Date: 02/14/2003 at 20:11:26
From: Student E
Subject: Geometry theorems 

Is there a theorem for concave polygons about the sum of the interior 
and the sum of the exterior angles?  

I know that for convex polygons the sum of the interior angles is 
(n-2)180 and the sum of the exterior angles is 360. However, my 
geometry class believes that we might have proven that for concave 
polygons the sum of the interior angles is still (n-2)180 but the 
exterior angles' sum is 540. Do you know if this can be found in any 
textbook or if it has been proven before?

Date: 02/14/2003 at 22:51:16
From: Doctor Peterson
Subject: Re: Geometry theorems 

Hi, E.

The theorem you refer to for convex polygons applies to concave 
polygons as well, IF you take the direction of the exterior angles 
into account. If you don't, then you may get a variety of sums, 
depending on how many angles turn in each direction.

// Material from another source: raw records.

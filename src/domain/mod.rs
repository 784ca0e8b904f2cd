pub mod new_subscription;
pub mod pagination;
pub mod subscriber_email;
pub mod subscription;
pub mod subscription_status;
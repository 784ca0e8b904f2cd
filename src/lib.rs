pub mod config;
pub mod domain;
pub mod email_client;
pub mod email_templates;
pub mod error;
pub mod notifications;
pub mod routes;
pub mod smtp_client;
pub mod startup;
pub mod store;
pub mod telemetry;
use chrono::{DateTime, Utc};
use std::sync::Arc;
use tokio::sync::mpsc::UnboundedSender;
use tracing::Instrument;

use crate::domain::subscriber_email::SubscriberEmail;
use crate::email_client::{EmailMessage, EmailProvider};
use crate::email_templates;

#[derive(Debug, Clone, Copy, PartialEq, Eq)]
pub enum DeliveryOutcome {
    Delivered { provider: &'static str },
    Failed,
}

impl DeliveryOutcome {
    pub fn is_delivered(&self) -> bool {
        matches!(self, DeliveryOutcome::Delivered { .. })
    }
}

/// Delivers an email through the primary provider, falling back once to the
/// secondary one. Failures are logged and reported through the returned
/// outcome, never raised.
pub struct NotificationDispatcher {
    primary: Option<Arc<dyn EmailProvider>>,
    secondary: Option<Arc<dyn EmailProvider>>,
}

impl NotificationDispatcher {
    pub fn new(
        primary: Option<Arc<dyn EmailProvider>>,
        secondary: Option<Arc<dyn EmailProvider>>,
    ) -> Self {
        Self { primary, secondary }
    }

    pub fn is_configured(&self) -> bool {
        self.primary.is_some() || self.secondary.is_some()
    }

    #[tracing::instrument(
        name = "Dispatch an email",
        skip(self, message),
        fields(recipient = %message.recipient, subject = %message.subject)
    )]
    pub async fn send(&self, message: &EmailMessage) -> DeliveryOutcome {
        if !self.is_configured() {
            tracing::warn!("No email provider is configured, the email is dropped");
            return DeliveryOutcome::Failed;
        }

        for provider in self.primary.iter().chain(self.secondary.iter()) {
            match provider.send(message).await {
                Ok(()) => {
                    tracing::info!(provider = provider.name(), "Email delivered");
                    return DeliveryOutcome::Delivered {
                        provider: provider.name(),
                    };
                }
                Err(err) => {
                    tracing::error!(
                        provider = provider.name(),
                        "Failed to deliver the email: {:?}",
                        err
                    );
                }
            }
        }

        DeliveryOutcome::Failed
    }
}

/// What an accepted intake needs to announce.
#[derive(Debug, Clone)]
pub struct IntakeNotice {
    pub subscriber: SubscriberEmail,
    pub subscribed_at: DateTime<Utc>,
    pub reactivated: bool,
    pub total_active: u64,
}

/// Outcome of the two emails sent for an intake.
#[derive(Debug, Clone)]
pub struct DeliveryReport {
    pub subscriber: SubscriberEmail,
    pub admin_alert: DeliveryOutcome,
    pub welcome: DeliveryOutcome,
}

/// Sends the admin alert and the welcome email of an intake in a detached
/// task, so the request never waits on email delivery.
pub struct IntakeNotifier {
    dispatcher: Arc<NotificationDispatcher>,
    admin_email: SubscriberEmail,
    reports: Option<UnboundedSender<DeliveryReport>>,
}

impl IntakeNotifier {
    pub fn new(dispatcher: NotificationDispatcher, admin_email: SubscriberEmail) -> Self {
        Self {
            dispatcher: Arc::new(dispatcher),
            admin_email,
            reports: None,
        }
    }

    /// Publishes a `DeliveryReport` on `reports` once both sends are done.
    pub fn with_reports(mut self, reports: UnboundedSender<DeliveryReport>) -> Self {
        self.reports = Some(reports);
        self
    }

    pub fn notify(&self, notice: IntakeNotice) {
        let dispatcher = self.dispatcher.clone();
        let reports = self.reports.clone();
        let admin_alert = email_templates::admin_alert(
            &self.admin_email,
            &notice.subscriber,
            notice.subscribed_at,
            notice.reactivated,
            notice.total_active,
        );
        let welcome = email_templates::welcome(&notice.subscriber);
        let span = tracing::info_span!(
            "Send intake notifications",
            subscriber_email = %notice.subscriber
        );

        tokio::spawn(
            async move {
                let (admin_alert, welcome) = tokio::join!(
                    deliver(&dispatcher, admin_alert),
                    deliver(&dispatcher, welcome)
                );
                let report = DeliveryReport {
                    subscriber: notice.subscriber,
                    admin_alert,
                    welcome,
                };

                if report.admin_alert.is_delivered() && report.welcome.is_delivered() {
                    tracing::info!("Intake notifications delivered");
                } else {
                    tracing::warn!(
                        admin_alert = ?report.admin_alert,
                        welcome = ?report.welcome,
                        "Some intake notifications were not delivered"
                    );
                }

                if let Some(reports) = reports {
                    // Nobody listening any more is not an error.
                    let _ = reports.send(report);
                }
            }
            .instrument(span),
        );
    }
}

async fn deliver(
    dispatcher: &NotificationDispatcher,
    message: Result<EmailMessage, askama::Error>,
) -> DeliveryOutcome {
    match message {
        Ok(message) => dispatcher.send(&message).await,
        Err(err) => {
            tracing::error!("Failed to render the email: {:?}", err);
            DeliveryOutcome::Failed
        }
    }
}
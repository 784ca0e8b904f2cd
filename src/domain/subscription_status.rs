#[derive(Debug, Default, Clone, Copy, PartialEq, Eq, PartialOrd, Ord, Hash, serde::Serialize)]
pub enum SubscriptionStatus {
    #[default]
    #[serde(rename = "ACTIVE")]
    Active,
    #[serde(rename = "UNSUBSCRIBED")]
    Unsubscribed,
}

impl SubscriptionStatus {
    pub const ALL: [SubscriptionStatus; 2] =
        [SubscriptionStatus::Active, SubscriptionStatus::Unsubscribed];

    pub fn is_active(&self) -> bool {
        matches!(self, SubscriptionStatus::Active)
    }

    /// Accepts the stored representation in any letter case.
    pub fn parse(status: String) -> Result<SubscriptionStatus, String> {
        match status.trim().to_uppercase().as_str() {
            "ACTIVE" => Ok(SubscriptionStatus::Active),
            "UNSUBSCRIBED" => Ok(SubscriptionStatus::Unsubscribed),
            _ => Err(format!("{} is not a valid subscription status", status)),
        }
    }
}

impl AsRef<str> for SubscriptionStatus {
    fn as_ref(&self) -> &str {
        match self {
            SubscriptionStatus::Active => "ACTIVE",
            SubscriptionStatus::Unsubscribed => "UNSUBSCRIBED",
        }
    }
}
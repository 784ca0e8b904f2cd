use async_trait::async_trait;
use lettre::message::{Mailbox, MultiPart};
use lettre::transport::smtp::authentication::Credentials;
use lettre::{AsyncSmtpTransport, AsyncTransport, Message, Tokio1Executor};
use secrecy::{ExposeSecret, Secret};
use std::time;

use crate::domain::subscriber_email::SubscriberEmail;
use crate::email_client::{EmailMessage, EmailProvider, NotificationDeliveryError};

const SMTP_TIMEOUT: time::Duration = time::Duration::from_secs(10);

/// Sends email through an SMTP relay authenticated with a username and an
/// app password (e.g. a Gmail account).
pub struct SmtpClient {
    mailer: AsyncSmtpTransport<Tokio1Executor>,
    sender: Mailbox,
}

impl SmtpClient {
    /// Builds the pooled transport, which spawns its pool on the current Tokio
    /// runtime: call it from within one.
    pub fn new(
        host: &str,
        port: u16,
        username: String,
        app_password: Secret<String>,
        sender: &SubscriberEmail,
        require_tls: bool,
        timeout: Option<time::Duration>,
    ) -> Result<SmtpClient, NotificationDeliveryError> {
        let builder = if require_tls {
            AsyncSmtpTransport::<Tokio1Executor>::relay(host)?
        } else {
            // Plain connections are only meant for local relays and tests.
            AsyncSmtpTransport::<Tokio1Executor>::builder_dangerous(host)
        };
        let credentials = Credentials::new(username, app_password.expose_secret().clone());
        let mailer = builder
            .port(port)
            .credentials(credentials)
            .timeout(Some(timeout.unwrap_or(SMTP_TIMEOUT)))
            .build();

        Ok(SmtpClient {
            mailer,
            sender: sender.as_ref().parse()?,
        })
    }
}

fn build_message(
    sender: &Mailbox,
    message: &EmailMessage,
) -> Result<Message, NotificationDeliveryError> {
    let email = Message::builder()
        .from(sender.clone())
        .to(message.recipient.as_ref().parse()?)
        .subject(message.subject.as_str())
        .multipart(MultiPart::alternative_plain_html(
            message.text_body.clone(),
            message.html_body.clone(),
        ))?;

    Ok(email)
}

#[async_trait]
impl EmailProvider for SmtpClient {
    fn name(&self) -> &'static str {
        "smtp"
    }

    async fn send(&self, message: &EmailMessage) -> Result<(), NotificationDeliveryError> {
        let email = build_message(&self.sender, message)?;
        self.mailer.send(email).await?;

        Ok(())
    }
}
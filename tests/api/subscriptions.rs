use chrono::{Duration, Utc};

use crate::helpers::TestApp;
use waitlist::domain::subscription_status::SubscriptionStatus;

/// 25 active and 3 unsubscribed records, `active-0` being the newest.
async fn seed_waitlist(test_app: &TestApp) {
    let now = Utc::now();

    for index in 0..25 {
        test_app
            .seed(
                &format!("active-{}@test.com", index),
                SubscriptionStatus::Active,
                now - Duration::minutes(index),
            )
            .await;
    }

    for index in 0..3 {
        test_app
            .seed(
                &format!("gone-{}@test.com", index),
                SubscriptionStatus::Unsubscribed,
                now - Duration::minutes(index),
            )
            .await;
    }
}

#[tokio::test]
async fn listing_paginates_active_subscriptions() {
    let test_app = TestApp::spawn_app().await;
    seed_waitlist(&test_app).await;

    let response = test_app.get_subscriptions("?page=1&limit=10").await;

    assert_eq!(200, response.status().as_u16());

    let body: serde_json::Value = response.json().await.unwrap();
    let pagination = &body["pagination"];

    assert_eq!(body["subscriptions"].as_array().unwrap().len(), 10);
    assert_eq!(pagination["page"], 1);
    assert_eq!(pagination["limit"], 10);
    assert_eq!(pagination["totalCount"], 25);
    assert_eq!(pagination["totalPages"], 3);
    assert_eq!(pagination["hasNext"], true);
    assert_eq!(pagination["hasPrev"], false);
    assert_eq!(body["analytics"]["ACTIVE"], 25);
    assert_eq!(body["analytics"]["UNSUBSCRIBED"], 3);
}

#[tokio::test]
async fn listing_returns_the_newest_activations_first() {
    let test_app = TestApp::spawn_app().await;
    seed_waitlist(&test_app).await;

    let response = test_app.get_subscriptions("?page=2&limit=10").await;
    let body: serde_json::Value = response.json().await.unwrap();
    let emails: Vec<&str> = body["subscriptions"]
        .as_array()
        .unwrap()
        .iter()
        .map(|subscription| subscription["email"].as_str().unwrap())
        .collect();

    assert_eq!(emails.first(), Some(&"active-10@test.com"));
    assert_eq!(emails.last(), Some(&"active-19@test.com"));

    let first = &body["subscriptions"][0];
    assert_eq!(first["status"], "ACTIVE");
    assert_eq!(first["source"], "seed");
    assert!(first["subscribedAt"].as_str().is_some());
    assert!(first["id"].as_str().is_some());
}

#[tokio::test]
async fn listing_last_page_has_previous_but_no_next() {
    let test_app = TestApp::spawn_app().await;
    seed_waitlist(&test_app).await;

    let response = test_app.get_subscriptions("?page=3&limit=10").await;
    let body: serde_json::Value = response.json().await.unwrap();

    assert_eq!(body["subscriptions"].as_array().unwrap().len(), 5);
    assert_eq!(body["pagination"]["hasNext"], false);
    assert_eq!(body["pagination"]["hasPrev"], true);
}

#[tokio::test]
async fn listing_filters_by_status_without_changing_analytics() {
    let test_app = TestApp::spawn_app().await;
    seed_waitlist(&test_app).await;

    let response = test_app.get_subscriptions("?status=unsubscribed").await;

    assert_eq!(200, response.status().as_u16());

    let body: serde_json::Value = response.json().await.unwrap();

    assert_eq!(body["subscriptions"].as_array().unwrap().len(), 3);
    assert_eq!(body["pagination"]["totalCount"], 3);
    assert_eq!(body["pagination"]["totalPages"], 1);
    assert_eq!(body["analytics"]["ACTIVE"], 25);
    assert_eq!(body["analytics"]["UNSUBSCRIBED"], 3);
}

#[tokio::test]
async fn listing_uses_defaults_and_reports_empty_statuses() {
    let test_app = TestApp::spawn_app().await;

    let response = test_app.get_subscriptions("").await;

    assert_eq!(200, response.status().as_u16());

    let body: serde_json::Value = response.json().await.unwrap();

    assert_eq!(body["subscriptions"].as_array().unwrap().len(), 0);
    assert_eq!(body["pagination"]["page"], 1);
    assert_eq!(body["pagination"]["limit"], 10);
    assert_eq!(body["pagination"]["totalPages"], 0);
    assert_eq!(body["analytics"]["ACTIVE"], 0);
    assert_eq!(body["analytics"]["UNSUBSCRIBED"], 0);
}

#[tokio::test]
async fn listing_returns_400_for_invalid_parameters() {
    let test_app = TestApp::spawn_app().await;

    let test_cases = vec![
        ("?status=PENDING", "unknown status"),
        ("?page=0", "page zero"),
        ("?limit=0", "limit zero"),
        ("?limit=1000", "limit above the maximum"),
        ("?page=-1", "negative page"),
        ("?limit=ten", "non numeric limit"),
    ];

    for (query, error_message) in test_cases {
        let response = test_app.get_subscriptions(query).await;

        assert_eq!(
            400,
            response.status().as_u16(),
            "The API did not fail with 400 status when query was {}",
            error_message
        );

        let body: serde_json::Value = response.json().await.unwrap();
        assert!(body["error"].as_str().is_some());
    }
}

Take this example, a concave hexagon with two "dents":

     \60    60/
      \      /
    120+    +120
      /      \
     /60    60\

The sum of the interior angles is

  60+60+240+60+60+240 = 720 = (6-2)180

as expected.

If you walk around the perimeter counterclockwise, you will turn 
counterclockwise (making positive exterior angles) at all the acute 
angles, but clockwise (making a negative exterior angle) at the two 
obtuse angles, where you turn outward from the interior. The sum of 
the signed exterior angles is therefore

  120+120-60+120+120-60 = 360

This is always 360 because in going around a polygon you always make 
one complete turn, and the sum of the exterior angles in this sense 
tells how far you have turned. It is this sum that can be used to 
prove the sum of the interior angles, since each interior angle is 
the supplement of its exterior angle:

  sum of A = sum of (180-B) = 180n - sum of B = 180n - 360 = (n-2)180

where A is each interior angle, B is each exterior angle, and n is 
the number of angles. In our example, the supplement of interior 
angle A=240 is B=180-240=-60. That's not how we normally think of 
supplements, but it's the only way that makes sense for reflex angles 
like this.

Now, if we sum the absolute values of the exterior angles, not 
treating them as signed angles, we get a different answer:

  120+120+60+120+120+60 = 600

You might like to play with this and see whether you can get any sum 
at all by changing the number and size of the negative angles, or if 
there is some restriction on possible sums.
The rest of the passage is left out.